> EXERCISE PROMPT:
The answer must be an exact restatement of all the data.

** RECORDS FOR THE EXERCISE follows **

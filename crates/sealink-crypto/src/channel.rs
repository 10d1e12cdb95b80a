//! Sealing messages on a confirmed channel using `XChaCha20-Poly1305`
//!
//! All functions are pure - the nonce must be provided by the caller.

use chacha20poly1305::{
    XChaCha20Poly1305, XNonce,
    aead::{Aead, KeyInit},
};

use crate::{error::CryptoError, kem::SymmetricKey};

/// Size of an `XChaCha20` nonce (24 bytes)
pub const NONCE_SIZE: usize = 24;

/// Poly1305 tag size (16 bytes)
const POLY1305_TAG_SIZE: usize = 16;

/// A sealed channel message.
#[derive(Debug, Clone, PartialEq, Eq)]
pub struct SealedMessage {
    /// The 24-byte `XChaCha20` nonce
    pub nonce: [u8; NONCE_SIZE],
    /// The ciphertext including 16-byte Poly1305 tag
    pub ciphertext: Vec<u8>,
}

impl SealedMessage {
    /// Plaintext length (ciphertext length minus authentication tag).
    #[must_use]
    pub fn plaintext_len(&self) -> usize {
        self.ciphertext.len().saturating_sub(POLY1305_TAG_SIZE)
    }
}

/// Seal `plaintext` under `key`.
///
/// # Security
///
/// - Caller MUST NOT reuse a nonce under the same key; random 24-byte nonces
///   are safe
#[must_use]
pub fn seal(key: &SymmetricKey, plaintext: &[u8], nonce: [u8; NONCE_SIZE]) -> SealedMessage {
    let cipher = XChaCha20Poly1305::new(key.as_bytes().into());

    let Ok(ciphertext) = cipher.encrypt(XNonce::from_slice(&nonce), plaintext) else {
        unreachable!("XChaCha20-Poly1305 encryption cannot fail with valid inputs");
    };

    SealedMessage { nonce, ciphertext }
}

/// Open a sealed message.
///
/// # Errors
///
/// - `DecryptionFailed`: wrong key or tampered ciphertext
pub fn open(key: &SymmetricKey, sealed: &SealedMessage) -> Result<Vec<u8>, CryptoError> {
    let cipher = XChaCha20Poly1305::new(key.as_bytes().into());
    cipher
        .decrypt(XNonce::from_slice(&sealed.nonce), sealed.ciphertext.as_slice())
        .map_err(|_| CryptoError::DecryptionFailed)
}

#[cfg(test)]
mod tests {
    use super::*;

    #[test]
    fn seal_open_round_trip() {
        let key = SymmetricKey::from_bytes([3; 32]);
        let sealed = seal(&key, b"ack", [9; NONCE_SIZE]);
        assert_eq!(sealed.plaintext_len(), 3);
        assert_eq!(open(&key, &sealed), Ok(b"ack".to_vec()));
    }

    #[test]
    fn wrong_key_fails() {
        let sealed = seal(&SymmetricKey::from_bytes([3; 32]), b"ack", [9; NONCE_SIZE]);
        assert_eq!(
            open(&SymmetricKey::from_bytes([4; 32]), &sealed),
            Err(CryptoError::DecryptionFailed)
        );
    }

    #[test]
    fn tampered_ciphertext_fails() {
        let key = SymmetricKey::from_bytes([3; 32]);
        let mut sealed = seal(&key, b"ack", [9; NONCE_SIZE]);
        sealed.ciphertext[0] ^= 0x80;
        assert_eq!(open(&key, &sealed), Err(CryptoError::DecryptionFailed));
    }
}
//! Message tampering for robustness scenarios.

use sealink_core::CoreMessage;
use sealink_encoding::{EncodedValue, Tag};

/// What to do to a targeted message.
#[derive(Debug, Clone, Copy, PartialEq, Eq)]
pub enum Fault {
    /// Flip the last byte of the first signature input
    CorruptSignature,
    /// Remove the last byte of the first byte-string input
    TruncateBytes,
    /// Do not deliver the message
    Drop,
}

/// Applies a [`Fault`] to messages of one kind, a bounded number of times.
#[derive(Debug, Clone)]
pub struct FaultInjector {
    fault: Fault,
    message_kind: u16,
    remaining: usize,
}

impl FaultInjector {
    /// Apply `fault` to the next `times` messages of kind `message_kind`.
    pub fn new(fault: Fault, message_kind: u16, times: usize) -> Self {
        Self { fault, message_kind, remaining: times }
    }

    /// Number of injections left.
    pub fn remaining(&self) -> usize {
        self.remaining
    }

    /// Tamper with `message` if it is targeted. Returns `false` if the
    /// message must be dropped.
    pub fn apply(&mut self, message: &mut CoreMessage) -> bool {
        if self.remaining == 0 || message.message_kind != self.message_kind {
            return true;
        }

        let applied = match self.fault {
            Fault::CorruptSignature => mutate_first(message, Tag::Signature, |payload| {
                if let Some(last) = payload.last_mut() {
                    *last ^= 0x01;
                }
            }),
            Fault::TruncateBytes => mutate_first(message, Tag::Bytes, |payload| {
                payload.pop();
            }),
            Fault::Drop => true,
        };

        if applied {
            self.remaining -= 1;
            tracing::debug!(fault = ?self.fault, kind = message.message_kind, "fault injected");
        }
        !(applied && self.fault == Fault::Drop)
    }
}

fn mutate_first(message: &mut CoreMessage, tag: Tag, mutate: impl FnOnce(&mut Vec<u8>)) -> bool {
    let Some(input) = message.encoded_inputs.iter_mut().find(|input| input.tag() == tag) else {
        return false;
    };
    let mut payload = input.payload().to_vec();
    mutate(&mut payload);
    *input = EncodedValue::new(tag, payload);
    true
}

#[cfg(test)]
mod tests {
    use std::time::UNIX_EPOCH;

    use sealink_core::{ChannelInfo, ProtocolId, protocol::Routing};
    use sealink_encoding::{Encode, Uid};

    use super::*;

    fn message(kind: u16, inputs: Vec<EncodedValue>) -> CoreMessage {
        CoreMessage {
            protocol_id: ProtocolId::ChannelCreationWithOwnedDevice,
            instance_id: Uid::from_bytes([1; 32]),
            message_kind: kind,
            encoded_inputs: inputs,
            routing: Routing::Received(ChannelInfo::AsymmetricChannel),
            timestamp: UNIX_EPOCH,
        }
    }

    #[test]
    fn truncates_only_targeted_kind_and_only_n_times() {
        let mut injector = FaultInjector::new(Fault::TruncateBytes, 3, 1);

        let mut other = message(4, vec![vec![1u8, 2, 3].encode()]);
        assert!(injector.apply(&mut other));
        assert_eq!(other.encoded_inputs[0].payload().len(), 3);

        let mut target = message(3, vec![true.encode(), vec![1u8, 2, 3].encode()]);
        assert!(injector.apply(&mut target));
        assert_eq!(target.encoded_inputs[1].payload().as_ref(), &[1, 2]);
        assert_eq!(injector.remaining(), 0);

        let mut again = message(3, vec![vec![1u8, 2, 3].encode()]);
        assert!(injector.apply(&mut again));
        assert_eq!(again.encoded_inputs[0].payload().len(), 3);
    }

    #[test]
    fn drop_discards_message() {
        let mut injector = FaultInjector::new(Fault::Drop, 1, 1);
        assert!(!injector.apply(&mut message(1, vec![])));
        assert!(injector.apply(&mut message(1, vec![])));
    }

    #[test]
    fn corrupt_without_signature_is_noop() {
        let mut injector = FaultInjector::new(Fault::CorruptSignature, 1, 1);
        let mut plain = message(1, vec![7i64.encode()]);
        assert!(injector.apply(&mut plain));
        assert_eq!(injector.remaining(), 1);
    }
}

** End of RECORDS FOR THE EXERCISE **

> SOLUTION:
filename crates/sealink-crypto/src/channel.rs
repository 10d1e12cdb95b80a
//! Sealing messages on a confirmed channel using `XChaCha20-Poly1305`
//!
//! All functions are pure - the nonce must be provided by the caller.

use chacha20poly1305::{
    XChaCha20Poly1305, XNonce,
    aead::{Aead, KeyInit},
};

use crate::{error::CryptoError, kem::SymmetricKey};

/// Size of an `XChaCha20` nonce (24 bytes)
pub const NONCE_SIZE: usize = 24;

/// Poly1305 tag size (16 bytes)
const POLY1305_TAG_SIZE: usize = 16;

/// A sealed channel message.
#[derive(Debug, Clone, PartialEq, Eq)]
pub struct SealedMessage {
    /// The 24-byte `XChaCha20` nonce
    pub nonce: [u8; NONCE_SIZE],
    /// The ciphertext including 16-byte Poly1305 tag
    pub ciphertext: Vec<u8>,
}

impl SealedMessage {
    /// Plaintext length (ciphertext length minus authentication tag).
    #[must_use]
    pub fn plaintext_len(&self) -> usize {
        self.ciphertext.len().saturating_sub(POLY1305_TAG_SIZE)
    }
}

/// Seal `plaintext` under `key`.
///
/// # Security
///
/// - Caller MUST NOT reuse a nonce under the same key; random 24-byte nonces
///   are safe
#[must_use]
pub fn seal(key: &SymmetricKey, plaintext: &[u8], nonce: [u8; NONCE_SIZE]) -> SealedMessage {
    let cipher = XChaCha20Poly1305::new(key.as_bytes().into());

    let Ok(ciphertext) = cipher.encrypt(XNonce::from_slice(&nonce), plaintext) else {
        unreachable!("XChaCha20-Poly1305 encryption cannot fail with valid inputs");
    };

    SealedMessage { nonce, ciphertext }
}

/// Open a sealed message.
///
/// # Errors
///
/// - `DecryptionFailed`: wrong key or tampered ciphertext
pub fn open(key: &SymmetricKey, sealed: &SealedMessage) -> Result<Vec<u8>, CryptoError> {
    let cipher = XChaCha20Poly1305::new(key.as_bytes().into());
    cipher
        .decrypt(XNonce::from_slice(&sealed.nonce), sealed.ciphertext.as_slice())
        .map_err(|_| CryptoError::DecryptionFailed)
}

#[cfg(test)]
mod tests {
    use super::*;

    #[test]
    fn seal_open_round_trip() {
        let key = SymmetricKey::from_bytes([3; 32]);
        let sealed = seal(&key, b"ack", [9; NONCE_SIZE]);
        assert_eq!(sealed.plaintext_len(), 3);
        assert_eq!(open(&key, &sealed), Ok(b"ack".to_vec()));
    }

    #[test]
    fn wrong_key_fails() {
        let sealed = seal(&SymmetricKey::from_bytes([3; 32]), b"ack", [9; NONCE_SIZE]);
        assert_eq!(
            open(&SymmetricKey::from_bytes([4; 32]), &sealed),
            Err(CryptoError::DecryptionFailed)
        );
    }

    #[test]
    fn tampered_ciphertext_fails() {
        let key = SymmetricKey::from_bytes([3; 32]);
        let mut sealed = seal(&key, b"ack", [9; NONCE_SIZE]);
        sealed.ciphertext[0] ^= 0x80;
        assert_eq!(open(&key, &sealed), Err(CryptoError::DecryptionFailed));
    }
}
//! Message tampering for robustness scenarios.

use sealink_core::CoreMessage;
use sealink_encoding::{EncodedValue, Tag};

/// What to do to a targeted message.
#[derive(Debug, Clone, Copy, PartialEq, Eq)]
pub enum Fault {
    /// Flip the last byte of the first signature input
    CorruptSignature,
    /// Remove the last byte of the first byte-string input
    TruncateBytes,
    /// Do not deliver the message
    Drop,
}

/// Applies a [`Fault`] to messages of one kind, a bounded number of times.
#[derive(Debug, Clone)]
pub struct FaultInjector {
    fault: Fault,
    message_kind: u16,
    remaining: usize,
}

impl FaultInjector {
    /// Apply `fault` to the next `times` messages of kind `message_kind`.
    pub fn new(fault: Fault, message_kind: u16, times: usize) -> Self {
        Self { fault, message_kind, remaining: times }
    }

    /// Number of injections left.
    pub fn remaining(&self) -> usize {
        self.remaining
    }

    /// Tamper with `message` if it is targeted. Returns `false` if the
    /// message must be dropped.
    pub fn apply(&mut self, message: &mut CoreMessage) -> bool {
        if self.remaining == 0 || message.message_kind != self.message_kind {
            return true;
        }

        let applied = match self.fault {
            Fault::CorruptSignature => mutate_first(message, Tag::Signature, |payload| {
                if let Some(last) = payload.last_mut() {
                    *last ^= 0x01;
                }
            }),
            Fault::TruncateBytes => mutate_first(message, Tag::Bytes, |payload| {
                payload.pop();
            }),
            Fault::Drop => true,
        };

        if applied {
            self.remaining -= 1;
            tracing::debug!(fault = ?self.fault, kind = message.message_kind, "fault injected");
        }
        !(applied && self.fault == Fault::Drop)
    }
}

fn mutate_first(message: &mut CoreMessage, tag: Tag, mutate: impl FnOnce(&mut Vec<u8>)) -> bool {
    let Some(input) = message.encoded_inputs.iter_mut().find(|input| input.tag() == tag) else {
        return false;
    };
    let mut payload = input.payload().to_vec();
    mutate(&mut payload);
    *input = EncodedValue::new(tag, payload);
    true
}

#[cfg(test)]
mod tests {
    use std::time::UNIX_EPOCH;

    use sealink_core::{ChannelInfo, ProtocolId, protocol::Routing};
    use sealink_encoding::{Encode, Uid};

    use super::*;

    fn message(kind: u16, inputs: Vec<EncodedValue>) -> CoreMessage {
        CoreMessage {
            protocol_id: ProtocolId::ChannelCreationWithOwnedDevice,
            instance_id: Uid::from_bytes([1; 32]),
            message_kind: kind,
            encoded_inputs: inputs,
            routing: Routing::Received(ChannelInfo::AsymmetricChannel),
            timestamp: UNIX_EPOCH,
        }
    }

    #[test]
    fn truncates_only_targeted_kind_and_only_n_times() {
        let mut injector = FaultInjector::new(Fault::TruncateBytes, 3, 1);

        let mut other = message(4, vec![vec![1u8, 2, 3].encode()]);
        assert!(injector.apply(&mut other));
        assert_eq!(other.encoded_inputs[0].payload().len(), 3);

        let mut target = message(3, vec![true.encode(), vec![1u8, 2, 3].encode()]);
        assert!(injector.apply(&mut target));
        assert_eq!(target.encoded_inputs[1].payload().as_ref(), &[1, 2]);
        assert_eq!(injector.remaining(), 0);

        let mut again = message(3, vec![vec![1u8, 2, 3].encode()]);
        assert!(injector.apply(&mut again));
        assert_eq!(again.encoded_inputs[0].payload().len(), 3);
    }

    #[test]
    fn drop_discards_message() {
        let mut injector = FaultInjector::new(Fault::Drop, 1, 1);
        assert!(!injector.apply(&mut message(1, vec![])));
        assert!(injector.apply(&mut message(1, vec![])));
    }

    #[test]
    fn corrupt_without_signature_is_noop() {
        let mut injector = FaultInjector::new(Fault::CorruptSignature, 1, 1);
        let mut plain = message(1, vec![7i64.encode()]);
        assert!(injector.apply(&mut plain));
        assert_eq!(injector.remaining(), 1);
    }
}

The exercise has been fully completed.